Bon Jovi, Springsteen, Short Hills, the malls, the people, the "gardens": New Jersey. No thanks. I get why people hate on the "Garden State". Aside from suburban banality and strip mall tackiness, Jersey seems to be a keeper of people, places and things not gritty or cool enough to hang in the Big Apple, yet many Jerseyians cash in on all of the neighboring benefits...
No offense.
We may end up there.
The worst Jersey offenders must certainly be the ones who cannot properly drive, in New York; the Jersey drivers who run into Mexican food delivery guys on bicycles, (perhaps?) killing them. Those drivers...you'd think that people who need to drive everywhere, would be pretty adept at doing so.
It's nothing other than stunning to see death, perceived and live.
A chain-wearing, tourist-spot-T-shirt-wearing, fat, balding and hairy dolt in a Kia SUV -with Jersey license plates - ran into a delivery guy on a bike at 81st and Broadway, today, August 14. And then he got out of the car and just stood there, bug-eyed: If you hit someone off their bike and send them spinning through the air, landing to their end, wouldn't you make a fantastic, dramatic, or apologetic gesture? Not this guy: bug eyes and shock don't cut it in my book. He hit the bike and body with his Kia SUV; I heard the freakishly-loud, crushing impact of vehicle to metal to ribs. I saw a man fly through the air, double-somersaulting; I heard him thud mid-street on the concrete cross-walk, face down, landing without an utterance or scream. There was no director or "Cut!!!" or set trailer to soften the blow; the man did not get up and bow to a clapping, relieved audience. I and about three other people instinctively screamed from across the street. Five people immediately called 911 on their cell phones. Broadway, usually bustling, became dead-locked and silent.

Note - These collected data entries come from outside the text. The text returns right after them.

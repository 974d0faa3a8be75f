pub mod applicant;
pub mod application;
pub mod category;
pub mod listing;
pub mod opportunity;
pub mod post;
pub mod question;
pub mod recruitment;
pub mod user;

pub mod prelude {
    pub use crate::applicant::{
        Applicant as ApplicantEntity, ApplicantStatus,
    };
    pub use crate::application::{
        Application as ApplicationEntity, ApplicationStatus,
    };
    pub use crate::listing::{Listing as ListingEntity, ListingStatus};
    pub use crate::opportunity::{
        Opportunity as OpportunityEntity, OpportunityStatus,
    };
    pub use crate::post::Post as PostEntity;
    pub use crate::question::{
        Question as QuestionEntity, QuestionStatus,
    };
    pub use crate::recruitment::{
        Recruitment as RecruitmentEntity, RecruitmentStatus,
    };
    pub use crate::user::{Author, Session, User, UserType};
}
use serde::Deserialize;
use utoipa::{IntoParams, ToSchema};

use crate::util::request::Pagination;

#[derive(Debug, Default, Deserialize, IntoParams)]
#[into_params(parameter_in = Query)]
pub struct GetPostsParam {
    pub search: Option<String>,
    pub category: Option<String>,
    #[serde(flatten)]
    pub pagination: Pagination,
}

#[derive(Debug, Default, Deserialize, ToSchema)]
#[serde(default)]
pub struct CreatePostReq {
    pub title: String,
    pub content: String,
    pub category: String,
    pub tags: String,
}
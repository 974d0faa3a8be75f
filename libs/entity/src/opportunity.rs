use serde::{Deserialize, Serialize};

#[derive(Debug, Default, PartialEq, Clone, Serialize, Deserialize)]
pub struct Opportunity {
    pub id: String,
    pub organization_id: String,
    pub organization_name: String,
    pub title: String,
    pub description: String,
    pub location: String,
    pub start_date: String,
    pub end_date: String,
    pub max_sellers: u32,
    pub current_sellers: u32,
    pub category: String,
    pub requirements: Vec<String>,
    pub benefits: Vec<String>,
    pub fee: u64,
    pub application_deadline: String,
    pub status: OpportunityStatus,
    pub created_at: String,
}

#[derive(
    Debug,
    Default,
    PartialEq,
    Eq,
    Clone,
    Copy,
    Serialize,
    Deserialize,
    strum::EnumIter,
    strum::EnumString,
    strum::AsRefStr,
    strum::Display,
)]
#[serde(rename_all = "lowercase")]
#[strum(serialize_all = "lowercase")]
pub enum OpportunityStatus {
    #[default]
    Active,
    Closed,
    Upcoming,
}

impl OpportunityStatus {
    pub fn label(self) -> &'static str {
        match self {
            OpportunityStatus::Active => "모집중",
            OpportunityStatus::Closed => "마감",
            OpportunityStatus::Upcoming => "예정",
        }
    }
}

impl Opportunity {
    pub fn remaining_slots(&self) -> u32 {
        self.max_sellers.saturating_sub(self.current_sellers)
    }
}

I love how New Yorkers pull together in tough times.
In flush moments, we curse out one another. We curse the crowded city, the smells of all of its inhabitants on crowded subway cars, the noise, the humid heat, the gray cold; the toxic sewage from the street rain puddles that splash our toes...
We dream of just a tad more space just so that we can swing our arms without hitting a stranger mid-crotch.
Pigeons are crunched under taxi front wheels and no one blinks. Dogs sniffing on sidewalks are spit at. Slow, smelly and demented old people are wished an expedient expiration date, while children in large, cumbersome strollers are eye-rolled and loud-sighed. However, when a man flies through the air like dandelion fuzz and lands on concrete, potentially becoming a paraplegic or worse yet, dead, we act and we act fast. Our phones are flipped, our heads are level: 911 is dialed unfaltering and well. Some sane and well-educated person always steps in, authoritatively giving a calm assessment and steady hand until "the professionals" arrive. And all of this is done shoulder-to-shoulder without any emotive demonstration, or idle chit-chat. We get the job done. The Seventies riots, 9-11, the 21st century Blackout...the daily tragedies that would make front page news anywhere else...we can pull together in a crunch, here.
Three people took cell phone camera pictures of the license plate, as if the driver had any chance of fleeing the scene. Five phones, all at once: "Yes, he is breathing but not moving. 81st and Broadway, North-East corner. Come quickly. Please." Five people quickly went on their ways.
I walked over twenty blocks in the opposite direction, muttering to myself, processing, grief-stricken in the heat. When I walked back a good two hours later, past 81st, towards home, there was nothing left and nothing left resonating in me.
No, not a Garden City.
Not a City of Angels or of wind or lone stars or sunshine or anything golden...
New York: City of Soldiers, empires, and the occasional imperious attitude.